[[ Provided material, beginning ]]

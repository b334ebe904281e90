//! Core types used throughout the voice core

use chrono::{DateTime, Utc};
use serde::{Deserialize, Serialize};
use uuid::Uuid;

/// Unique identifier for voice sessions (client side)
pub type SessionId = Uuid;

/// Unique identifier for voice events
pub type EventId = Uuid;

/// Identifier the backend assigns to a mirrored session
pub type RemoteSessionId = String;

/// Identifier the backend assigns to a committed set
pub type SetId = String;

/// Audio data as raw bytes (16-bit PCM)
pub type AudioData = Vec<u8>;

/// Kind of voice session
#[derive(Debug, Clone, Copy, Default, PartialEq, Eq, Hash, Serialize, Deserialize)]
#[serde(rename_all = "snake_case")]
pub enum SessionType {
    /// Logging sets inside a workout
    Workout,
    /// General voice interaction with no workout attached
    #[default]
    Free,
}

/// Lifecycle status of a voice session
#[derive(Debug, Clone, Copy, PartialEq, Eq, Serialize, Deserialize)]
#[serde(rename_all = "snake_case")]
pub enum SessionStatus {
    Active,
    Completed,
}

/// Free-form context attached to a session
#[derive(Debug, Clone, Default, PartialEq, Serialize, Deserialize)]
pub struct SessionMetadata {
    pub user_id: String,
    /// Client-generated workout id, present on workout sessions
    #[serde(default)]
    pub workout_id: Option<String>,
    /// Locale tag of the speaker, e.g. "en-US"
    #[serde(default)]
    pub locale: Option<String>,
    #[serde(default)]
    pub extra: serde_json::Map<String, serde_json::Value>,
}

impl SessionMetadata {
    pub fn for_user(user_id: impl Into<String>) -> Self {
        Self {
            user_id: user_id.into(),
            ..Default::default()
        }
    }

    pub fn with_workout(mut self, workout_id: impl Into<String>) -> Self {
        self.workout_id = Some(workout_id.into());
        self
    }

    pub fn with_locale(mut self, locale: impl Into<String>) -> Self {
        self.locale = Some(locale.into());
        self
    }
}

/// A voice session and its ordered event log
#[derive(Debug, Clone, Serialize, Deserialize)]
pub struct VoiceSession {
    pub id: SessionId,
    /// Server-assigned id once the session has been registered
    pub remote_id: Option<RemoteSessionId>,
    pub session_type: SessionType,
    pub start_time: DateTime<Utc>,
    pub end_time: Option<DateTime<Utc>>,
    pub status: SessionStatus,
    pub metadata: SessionMetadata,
    pub events: Vec<VoiceEvent>,
}

impl VoiceSession {
    pub fn new(session_type: SessionType, metadata: SessionMetadata) -> Self {
        Self {
            id: Uuid::new_v4(),
            remote_id: None,
            session_type,
            start_time: Utc::now(),
            end_time: None,
            status: SessionStatus::Active,
            metadata,
            events: Vec::new(),
        }
    }

    pub fn is_active(&self) -> bool {
        self.status == SessionStatus::Active
    }

    /// Mark completed; returns false if it already was
    pub fn complete(&mut self) -> bool {
        if self.status == SessionStatus::Completed {
            return false;
        }
        self.status = SessionStatus::Completed;
        self.end_time = Some(Utc::now());
        true
    }
}

/// Types of events recorded in a session
#[derive(Debug, Clone, Copy, PartialEq, Eq, Hash, Serialize, Deserialize)]
#[serde(rename_all = "snake_case")]
pub enum VoiceEventType {
    Transcription,
    IntentRecognized,
    Confirmation,
    Correction,
    Tts,
    System,
}

/// An append-only entry in a session's event log
#[derive(Debug, Clone, PartialEq, Serialize, Deserialize)]
pub struct VoiceEvent {
    pub id: EventId,
    pub event_type: VoiceEventType,
    pub payload: serde_json::Value,
    pub confidence: Option<f32>,
    pub timestamp: DateTime<Utc>,
}

impl VoiceEvent {
    pub fn new(event_type: VoiceEventType, payload: serde_json::Value) -> Self {
        Self {
            id: Uuid::new_v4(),
            event_type,
            payload,
            confidence: None,
            timestamp: Utc::now(),
        }
    }

    pub fn with_confidence(mut self, confidence: f32) -> Self {
        self.confidence = Some(confidence.clamp(0.0, 1.0));
        self
    }
}

/// Library status of an exercise
#[derive(Debug, Clone, Copy, Default, PartialEq, Eq, Serialize, Deserialize)]
#[serde(rename_all = "snake_case")]
pub enum ExerciseStatus {
    #[default]
    Active,
    Archived,
    Suggested,
}

/// An exercise from the user's library
#[derive(Debug, Clone, PartialEq, Serialize, Deserialize)]
pub struct Exercise {
    pub id: String,
    pub name: String,
    #[serde(default)]
    pub equipment_required: Vec<String>,
    #[serde(default)]
    pub status: ExerciseStatus,
}

impl Exercise {
    pub fn new(id: impl Into<String>, name: impl Into<String>) -> Self {
        Self {
            id: id.into(),
            name: name.into(),
            equipment_required: Vec::new(),
            status: ExerciseStatus::Active,
        }
    }

    pub fn with_equipment(mut self, equipment: &[&str]) -> Self {
        self.equipment_required = equipment.iter().map(|e| e.to_string()).collect();
        self
    }

    pub fn with_status(mut self, status: ExerciseStatus) -> Self {
        self.status = status;
        self
    }

    pub fn is_active(&self) -> bool {
        self.status == ExerciseStatus::Active
    }
}

/// A set about to be written to the workout log
#[derive(Debug, Clone, PartialEq, Serialize, Deserialize)]
pub struct SetDraft {
    /// Client-side idempotency key; amendments target this id
    pub client_id: Uuid,
    pub exercise_id: String,
    pub exercise_name: String,
    pub set_index: Option<u32>,
    pub reps: u32,
    pub weight_kg: Option<f32>,
    pub rpe: Option<f32>,
}

impl SetDraft {
    pub fn new(exercise: &Exercise, reps: u32) -> Self {
        Self {
            client_id: Uuid::new_v4(),
            exercise_id: exercise.id.clone(),
            exercise_name: exercise.name.clone(),
            set_index: None,
            reps,
            weight_kg: None,
            rpe: None,
        }
    }
}

/// A set that was persisted (or queued for persistence) during this session
#[derive(Debug, Clone, PartialEq, Serialize, Deserialize)]
pub struct CommittedSet {
    pub workout_id: String,
    /// Backend id, unknown while the commit is still queued
    pub set_id: Option<SetId>,
    pub draft: SetDraft,
}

[[ Provided material, end ]]

What you need to do -> Among the lines of the preceding data, which ones hold the word "SetId"? List them.

Reply ->
pub type SetId = String;
    pub set_id: Option<SetId>,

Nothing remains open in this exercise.